System Summary

The Blue Waters system is a Cray XE/XK hybrid machine composed of AMD 6276 "Interlagos" processors (nominal clock speed of at least 2.3 GHz) and NVIDIA GK110 (K20X) "Kepler" accelerators all connected by the Cray Gemini torus interconnect. 

System Totals

Total Cabinets 288
Total Peak Performance 13.34 PF
Total System Memory 1.476 PB
XE Compute Cabinets 237
XE Peak Performance 7.1 PF
XE Compute Nodes 22,640
XE Bulldozer Cores* 362,240
XE System Memory 1.382 PB
XK Compute Cabinets 44
XK Peak Performance (CPU+GPU) 6.24 PF
XK Compute Nodes 4,228
XK Bulldozer Cores* (CPU) 33,792
XK Kepler Accelerators (GPU) 4,224
XK System Memory (CPU) 135 TB
XK Accelerator Memory (GPU) 25 TB



Architecture 3D Torus
Topology 24x24x24
Compute nodes per Gemini 2
Peak Node Injection Bandwidth 9.6 GB/s


Online Storage

Total Usable Storage 26.4 PB
Aggregate I/O Bandwidth > 1 TB/s
File System Size (PB) # of OSTs
home 2.2 144
projects 2.2 144
scratch 22 1440


Near-line Storage

Archive Software HPSS
Online disk cache 1.2 PB
Aggregate Bandwidth to tape 58 GB/s
5 year capacity 380 PB


XE Compute Node

AMD 6276 Interlagos Processors 2
Bulldozer Cores* 16
Integer Scheduling Units** 32
Memory / Bulldozer Core 4 GB
Total Node Memory 64 GB
Peak Performance 313.6 GF
Memory Bandwidth 102.4 GB/s


XK Compute Node

AMD 6276 Interlagos Processors 1
Bulldozer Cores* 8
Integer Scheduling Units** 16
Memory / Bulldozer Core 4 GB
Node System Memory 32 GB
GPU Memory 6 GB
Peak CPU Performance 156.8 GF
CPU Memory Bandwidth 51.2 GB/s
CUDA cores 2688
Peak GPU Performance (DP) 1.31 TF
GPU Memory Bandwidth (ECC off)*** 250 GB/s


* - We refer to the Bulldozer Core compute unit as a single compute "core" and consider the Interlagos processors as having 8 (floating point) cores each. On the XE nodes there are 2 Interlagos processors and each processor has 8 cores.

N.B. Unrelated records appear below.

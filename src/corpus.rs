//! Bigram transition-count matrices built from raw text.
//!
//! Every cell starts at 1 before counting, so the reference matrix is
//! strictly positive everywhere and its logarithm is always defined. The
//! target evaluator relies on this.

use crate::alphabet;

/// Square matrix of bigram occurrence counts over the cipher alphabet,
/// stored row-major. Read-only for the duration of a run.
#[derive(Debug, Clone)]
pub struct CountMatrix {
    dim: usize,
    counts: Vec<u32>,
}

impl CountMatrix {
    /// Count successive character pairs of `text`, with every cell
    /// initialized to 1.
    pub fn from_text(text: &str, dim: usize) -> Self {
        let mut counts = vec![1u32; dim * dim];

        let mut chars = text.chars();
        if let Some(first) = chars.next() {
            let mut prev = alphabet::index_of(first).min(dim - 1);
            for ch in chars {
                let cur = alphabet::index_of(ch).min(dim - 1);
                counts[prev * dim + cur] += 1;
                prev = cur;
            }
        }

        CountMatrix { dim, counts }
    }

    pub fn dim(&self) -> usize {
        self.dim
    }

    #[inline]
    pub fn get(&self, i: usize, j: usize) -> u32 {
        self.counts[i * self.dim + j]
    }

    /// Natural log of every cell, row-major. Well-defined because cells
    /// are at least 1.
    pub fn log_table(&self) -> Vec<f64> {
        self.counts.iter().map(|&c| f64::from(c).ln()).collect()
    }
}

** - The Interlagos processor is viewed by the Linux operating system in /proc/cpuinfo as having 16 "processors" per chip. These "processors" are the schedualable integer cores that work with the floating point unit. The moab/torque resource scheduler and Cray ALPS also see the integer cores as the smallest unit.

*** - For Kepler GPU, the memory bandwidth is reduced by ~6% (1/16th) with ECC enabled.